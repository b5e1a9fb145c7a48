//! Unified error type for the operations console.
//!
//! Backend failures are classified three ways (unreachable, non-2xx, non-JSON) so the
//! bot layer can show each one distinctly instead of masking an outage as data.

use thiserror::Error;

/// All errors produced by the console.
#[derive(Debug, Error)]
pub enum Error {
    /// Configuration could not be read or is invalid
    #[error("Configuration error: {message}")]
    Config {
        /// What went wrong
        message: String,
    },

    /// Local store failure
    #[error("Database error: {0}")]
    Database(#[from] sea_orm::DbErr),

    /// The backend could not be reached (connection refused, DNS, timeout)
    #[error("Backend unreachable at {url}: {message}")]
    Unreachable {
        /// URL that was requested
        url: String,
        /// Transport error description
        message: String,
    },

    /// The backend answered with a non-2xx status
    #[error("Backend returned {status}: {message}")]
    Api {
        /// HTTP status code
        status: u16,
        /// Message extracted from the response body, or the raw body
        message: String,
    },

    /// The backend answered 2xx but the body is not JSON
    #[error("Expected JSON from {url}, got {content_type}")]
    NotJson {
        /// URL that was requested
        url: String,
        /// Content type the backend declared
        content_type: String,
    },

    /// JSON body did not match the expected shape
    #[error("Could not decode backend response: {message}")]
    Decode {
        /// Decoder message
        message: String,
    },

    /// Credentials were rejected and could not be refreshed
    #[error("Session expired or rejected; please /login again")]
    Unauthorized,

    /// No candidate base URL produced a usable response
    #[error("No backend available ({attempted} candidate(s) tried)")]
    BackendUnavailable {
        /// Number of candidates that were attempted
        attempted: usize,
    },

    /// A form field is missing or malformed
    #[error("Invalid value for '{field}': {message}")]
    Validation {
        /// Field key
        field: String,
        /// Why it was rejected
        message: String,
    },

    /// A record was not found
    #[error("{entity} '{key}' not found")]
    NotFound {
        /// Kind of record (e.g. "Complaint")
        entity: &'static str,
        /// Identifier used for the lookup
        key: String,
    },

    /// The Discord user has no stored session
    #[error("You are not logged in. Use /login first")]
    NotLoggedIn,

    /// The session's role does not grant the component
    #[error("Access denied to '{component}'")]
    AccessDenied {
        /// Component id that was requested
        component: String,
    },

    /// A stock-correction draft was used out of order
    #[error("Invalid stock correction: {message}")]
    InvalidCorrection {
        /// Why it was rejected
        message: String,
    },

    /// I/O error
    #[error("I/O error: {0}")]
    Io(#[from] std::io::Error),

    /// Missing environment variable
    #[error("Environment variable error: {0}")]
    EnvVar(#[from] std::env::VarError),

    /// JSON serialization error
    #[error("Serialization error: {0}")]
    Serde(#[from] serde_json::Error),

    /// Serenity/Poise framework error
    #[error("Serenity/Poise framework error: {0}")]
    Framework(Box<poise::serenity_prelude::Error>),
}

impl From<poise::serenity_prelude::Error> for Error {
    fn from(value: poise::serenity_prelude::Error) -> Self {
        Self::Framework(Box::new(value))
    }
}

impl Error {
    /// Shorthand for a [`Error::Validation`].
    pub fn validation(field: impl Into<String>, message: impl Into<String>) -> Self {
        Self::Validation {
            field: field.into(),
            message: message.into(),
        }
    }

    /// True for errors that mean "the backend is not there", as opposed to a rejected request.
    #[must_use]
    pub const fn is_unavailable(&self) -> bool {
        matches!(
            self,
            Self::Unreachable { .. } | Self::BackendUnavailable { .. }
        )
    }
}

/// Convenience `Result` type
pub type Result<T> = std::result::Result<T, Error>;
··········
* Your objective:
Word for word, output all of the material.

* Exercise result:
repository b5e1a9fb145c7a48
//! Unified error type for the operations console.
//!
//! Backend failures are classified three ways (unreachable, non-2xx, non-JSON) so the
//! bot layer can show each one distinctly instead of masking an outage as data.

use thiserror::Error;

/// All errors produced by the console.
#[derive(Debug, Error)]
pub enum Error {
    /// Configuration could not be read or is invalid
    #[error("Configuration error: {message}")]
    Config {
        /// What went wrong
        message: String,
    },

    /// Local store failure
    #[error("Database error: {0}")]
    Database(#[from] sea_orm::DbErr),

    /// The backend could not be reached (connection refused, DNS, timeout)
    #[error("Backend unreachable at {url}: {message}")]
    Unreachable {
        /// URL that was requested
        url: String,
        /// Transport error description
        message: String,
    },

    /// The backend answered with a non-2xx status
    #[error("Backend returned {status}: {message}")]
    Api {
        /// HTTP status code
        status: u16,
        /// Message extracted from the response body, or the raw body
        message: String,
    },

    /// The backend answered 2xx but the body is not JSON
    #[error("Expected JSON from {url}, got {content_type}")]
    NotJson {
        /// URL that was requested
        url: String,
        /// Content type the backend declared
        content_type: String,
    },

    /// JSON body did not match the expected shape
    #[error("Could not decode backend response: {message}")]
    Decode {
        /// Decoder message
        message: String,
    },

    /// Credentials were rejected and could not be refreshed
    #[error("Session expired or rejected; please /login again")]
    Unauthorized,

    /// No candidate base URL produced a usable response
    #[error("No backend available ({attempted} candidate(s) tried)")]
    BackendUnavailable {
        /// Number of candidates that were attempted
        attempted: usize,
    },

    /// A form field is missing or malformed
    #[error("Invalid value for '{field}': {message}")]
    Validation {
        /// Field key
        field: String,
        /// Why it was rejected
        message: String,
    },

    /// A record was not found
    #[error("{entity} '{key}' not found")]
    NotFound {
        /// Kind of record (e.g. "Complaint")
        entity: &'static str,
        /// Identifier used for the lookup
        key: String,
    },

    /// The Discord user has no stored session
    #[error("You are not logged in. Use /login first")]
    NotLoggedIn,

    /// The session's role does not grant the component
    #[error("Access denied to '{component}'")]
    AccessDenied {
        /// Component id that was requested
        component: String,
    },

    /// A stock-correction draft was used out of order
    #[error("Invalid stock correction: {message}")]
    InvalidCorrection {
        /// Why it was rejected
        message: String,
    },

    /// I/O error
    #[error("I/O error: {0}")]
    Io(#[from] std::io::Error),

    /// Missing environment variable
    #[error("Environment variable error: {0}")]
    EnvVar(#[from] std::env::VarError),

    /// JSON serialization error
    #[error("Serialization error: {0}")]
    Serde(#[from] serde_json::Error),

    /// Serenity/Poise framework error
    #[error("Serenity/Poise framework error: {0}")]
    Framework(Box<poise::serenity_prelude::Error>),
}

impl From<poise::serenity_prelude::Error> for Error {
    fn from(value: poise::serenity_prelude::Error) -> Self {
        Self::Framework(Box::new(value))
    }
}

impl Error {
    /// Shorthand for a [`Error::Validation`].
    pub fn validation(field: impl Into<String>, message: impl Into<String>) -> Self {
        Self::Validation {
            field: field.into(),
            message: message.into(),
        }
    }

    /// True for errors that mean "the backend is not there", as opposed to a rejected request.
    #[must_use]
    pub const fn is_unavailable(&self) -> bool {
        matches!(
            self,
            Self::Unreachable { .. } | Self::BackendUnavailable { .. }
        )
    }
}

/// Convenience `Result` type
pub type Result<T> = std::result::Result<T, Error>;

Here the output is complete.